A few weeks ago, we received an email at Malta Inside Out that stood out from the daily flow through our inbox: a US anthropologist, P. Christiaan Klieger, told us he’d been made a Knight of the Sovereign Order of St John. His research on the singularity, and singular success of Europe’s micro-states in surviving and thriving among their larger neighbours, had drawn him to Malta, and drawn the attention of the Grand Master. Christiaan gained not only access to the Order for academic purposes but also a knighthood and what is now a life-long personal commitment to the Order. As we’re interested in outside-insider views on the Islands, we asked him to explain his research on Malta and also what his entry into the Order means to him.
Q.What drew you to micro-states of Europe as a subject of research?
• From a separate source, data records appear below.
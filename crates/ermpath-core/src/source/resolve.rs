use crate::{
    error::Error,
    filter::{ColumnRef, FilterNode},
    source::{Aggregate, Direction, PathRef, Source, SourceDefinitions, SourceSpec, link},
};
use base64::{Engine as _, engine::general_purpose::URL_SAFE_NO_PAD};
use ermpath_schema::node::{Catalog, ForeignKey, QualifiedTableName, Table};
use sha2::{Digest, Sha256};
use std::fmt::Write as _;

///
/// ResolvedHop
///
/// One foreign-key step with the table it lands on. A filter narrows the
/// landing table.
///

#[derive(Clone, Debug, Eq, PartialEq)]
pub struct ResolvedHop {
    pub direction: Direction,
    pub fk: ForeignKey,
    pub target: QualifiedTableName,
    pub filter: Option<FilterNode>,
}

impl ResolvedHop {
    /// Link expression walking this hop forward.
    #[must_use]
    pub fn link(&self) -> String {
        link(&self.fk, self.direction)
    }

    /// Stable identity of the hop, used to key the join trie.
    #[must_use]
    pub fn canonical(&self) -> String {
        let mut out = format!("{}:{}", self.direction, self.fk.constraint);
        if let Some(filter) = &self.filter {
            let _ = write!(out, "[{filter}]");
        }

        out
    }
}

///
/// ResolvedSource
///
/// A source with every sourcekey and path prefix expanded into one flat
/// hop list starting at the root table.
///

#[derive(Clone, Debug, Eq, PartialEq)]
pub struct ResolvedSource {
    /// Sourcekey the request named, if any.
    pub key: Option<String>,
    pub hops: Vec<ResolvedHop>,
    pub column: String,
    pub table: QualifiedTableName,
    pub aggregate: Option<Aggregate>,

    /// Every sourcekey the hops came from, with the number of leading hops
    /// it covers. Nested keys are listed prefix-most first.
    pub prefixes: Vec<(String, usize)>,
}

impl ResolvedSource {
    #[must_use]
    pub fn is_path(&self) -> bool {
        !self.hops.is_empty()
    }

    /// Anything other than a plain root column.
    #[must_use]
    pub fn is_pseudo(&self) -> bool {
        self.is_path() || self.aggregate.is_some()
    }

    /// Canonical text form. Two requests denoting the same join and
    /// projection always produce the same string.
    #[must_use]
    pub fn canonical(&self) -> String {
        let mut out = String::new();
        for hop in &self.hops {
            out.push_str(&hop.canonical());
            out.push('/');
        }
        out.push_str(&ColumnRef::new(self.column.as_str()).to_string());
        if let Some(aggregate) = self.aggregate {
            let _ = write!(out, "|{aggregate}");
        }

        out
    }

    /// Projection name: the column itself for plain columns, otherwise a
    /// short digest of the canonical form.
    #[must_use]
    pub fn name(&self) -> String {
        if !self.is_pseudo() {
            return self.column.clone();
        }
        let digest = Sha256::digest(self.canonical().as_bytes());

        URL_SAFE_NO_PAD.encode(&digest[..16])
    }

    #[must_use]
    pub fn last_hop(&self) -> Option<&ResolvedHop> {
        self.hops.last()
    }
}

/// Expand `spec` against `root`, following named sources and prefixes.
pub fn resolve(
    catalog: &Catalog,
    root: &Table,
    defs: &SourceDefinitions,
    spec: &SourceSpec,
) -> Result<ResolvedSource, Error> {
    let resolver = Resolver {
        catalog,
        root,
        defs,
    };
    let mut visiting = Vec::new();
    let partial = resolver.source(&spec.source, &mut visiting)?;

    Ok(ResolvedSource {
        key: match &spec.source {
            Source::Named(named) => Some(named.key.clone()),
            _ => None,
        },
        hops: partial.hops,
        column: partial.column,
        table: partial.table,
        aggregate: spec.aggregate.or(partial.aggregate),
        prefixes: partial.prefixes,
    })
}

///
/// Partial
///

struct Partial {
    hops: Vec<ResolvedHop>,
    column: String,
    table: QualifiedTableName,
    aggregate: Option<Aggregate>,
    prefixes: Vec<(String, usize)>,
}

///
/// Resolver
///

struct Resolver<'a> {
    catalog: &'a Catalog,
    root: &'a Table,
    defs: &'a SourceDefinitions,
}

impl Resolver<'_> {
    fn source(&self, source: &Source, visiting: &mut Vec<String>) -> Result<Partial, Error> {
        match source {
            Source::Column(column) => {
                self.check_column(self.root, column)?;
                Ok(Partial {
                    hops: Vec::new(),
                    column: column.clone(),
                    table: self.root.qualified_name(),
                    aggregate: None,
                    prefixes: Vec::new(),
                })
            }
            Source::Named(named) => self.named(&named.key, visiting),
            Source::Path(path) => self.path(path, visiting),
        }
    }

    fn named(&self, key: &str, visiting: &mut Vec<String>) -> Result<Partial, Error> {
        if visiting.iter().any(|k| k == key) {
            return Err(Error::invalid_source(format!(
                "cyclic source definition: {} -> {key}",
                visiting.join(" -> ")
            )));
        }
        let spec = self
            .defs
            .get(key)
            .ok_or_else(|| Error::invalid_source(format!("Given sourcekey `{key}` is not valid")))?;

        visiting.push(key.to_string());
        let mut partial = self.source(&spec.source, visiting)?;
        visiting.pop();

        partial.prefixes.push((key.to_string(), partial.hops.len()));
        partial.aggregate = spec.aggregate.or(partial.aggregate);

        Ok(partial)
    }

    fn path(&self, path: &PathRef, visiting: &mut Vec<String>) -> Result<Partial, Error> {
        let (mut hops, mut prefixes) = match &path.prefix {
            Some(prefix) => {
                let partial = self.named(prefix, visiting)?;
                if partial.hops.is_empty() {
                    return Err(Error::invalid_source(format!(
                        "path prefix `{prefix}` must be a foreign-key path"
                    )));
                }
                (partial.hops, partial.prefixes)
            }
            None => (Vec::new(), Vec::new()),
        };
        // the prefix column is not part of the path
        prefixes.retain(|(_, len)| *len > 0);

        let mut current = hops
            .last()
            .map_or_else(|| self.root.qualified_name(), |hop| hop.target.clone());

        for hop in &path.hops {
            let fk = self.catalog.try_foreign_key(&hop.constraint)?;
            let (from, to) = match hop.direction {
                Direction::Outbound => (&fk.table, &fk.referenced_table),
                Direction::Inbound => (&fk.referenced_table, &fk.table),
            };
            if *from != current {
                return Err(Error::invalid_source(format!(
                    "{} foreign key {} does not connect to {current}",
                    hop.direction, hop.constraint
                )));
            }
            current = to.clone();
            hops.push(ResolvedHop {
                direction: hop.direction,
                fk: fk.clone(),
                target: to.clone(),
                filter: None,
            });
        }

        if let Some(filter) = &path.filter {
            let Some(last) = hops.last_mut() else {
                return Err(Error::invalid_source(
                    "a source filter requires at least one foreign-key hop",
                ));
            };
            last.filter = Some(filter.clone());
        }

        let table = self
            .catalog
            .get(&current)
            .ok_or_else(|| Error::invalid_source(format!("table {current} is not in the catalog")))?;
        self.check_column(table, &path.column)?;

        Ok(Partial {
            hops,
            column: path.column.clone(),
            table: current,
            aggregate: None,
            prefixes,
        })
    }

    fn check_column(&self, table: &Table, column: &str) -> Result<(), Error> {
        if column == ColumnRef::ALL_COLUMNS {
            return Ok(());
        }
        table.try_column(column)?;

        Ok(())
    }
}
As a kid growing up in the Cold War United States, it seemed like the only countries that mattered in the world were the large, multinational super powers or giants such as China. With this came the notion that Modernism, with its televisions, jet planes, and spaceships, was an infinitely better proposition than adhering to a dusty past, especially in regards to social conventions. When I first began to travel to Europe as a teenager, I realized that there were fully functional, happy nations smaller than Rhode Island, the smallest state in the US. I was thinking Luxembourg. But then I discovered that there were countries smaller than my hometown—in fact one “state” didn’t seem to have any territory at all (i.e. the Sovereign Military Order of Malta). My question is why do these places still exist? That has been my fascination.
Q. Malta is one of the larger micro-states in your study, and unlike most of the others is not a state underpinned by a principality. What are the main similarities and unique aspects of Malta compared to its fellow micro states (apart from it island status)?
The Republic of Malta is unusual among European microstates that it is an archipelago rather than an enclave within another country or an area surrounded by larger, continental states. And, of course, Malta too had its feudal period, having been a fief of the Kingdom of Sicily, itself under the crown of Aragon. Since I write so much about the Order of Malta in this book, it was natural to include the Republic of Malta.
Q. What lasting mark, architecture and artefacts aside, did the Order make on Malta? And of what relevance is the Order to Malta today? How also, have the relations ebbed and flowed between the two states?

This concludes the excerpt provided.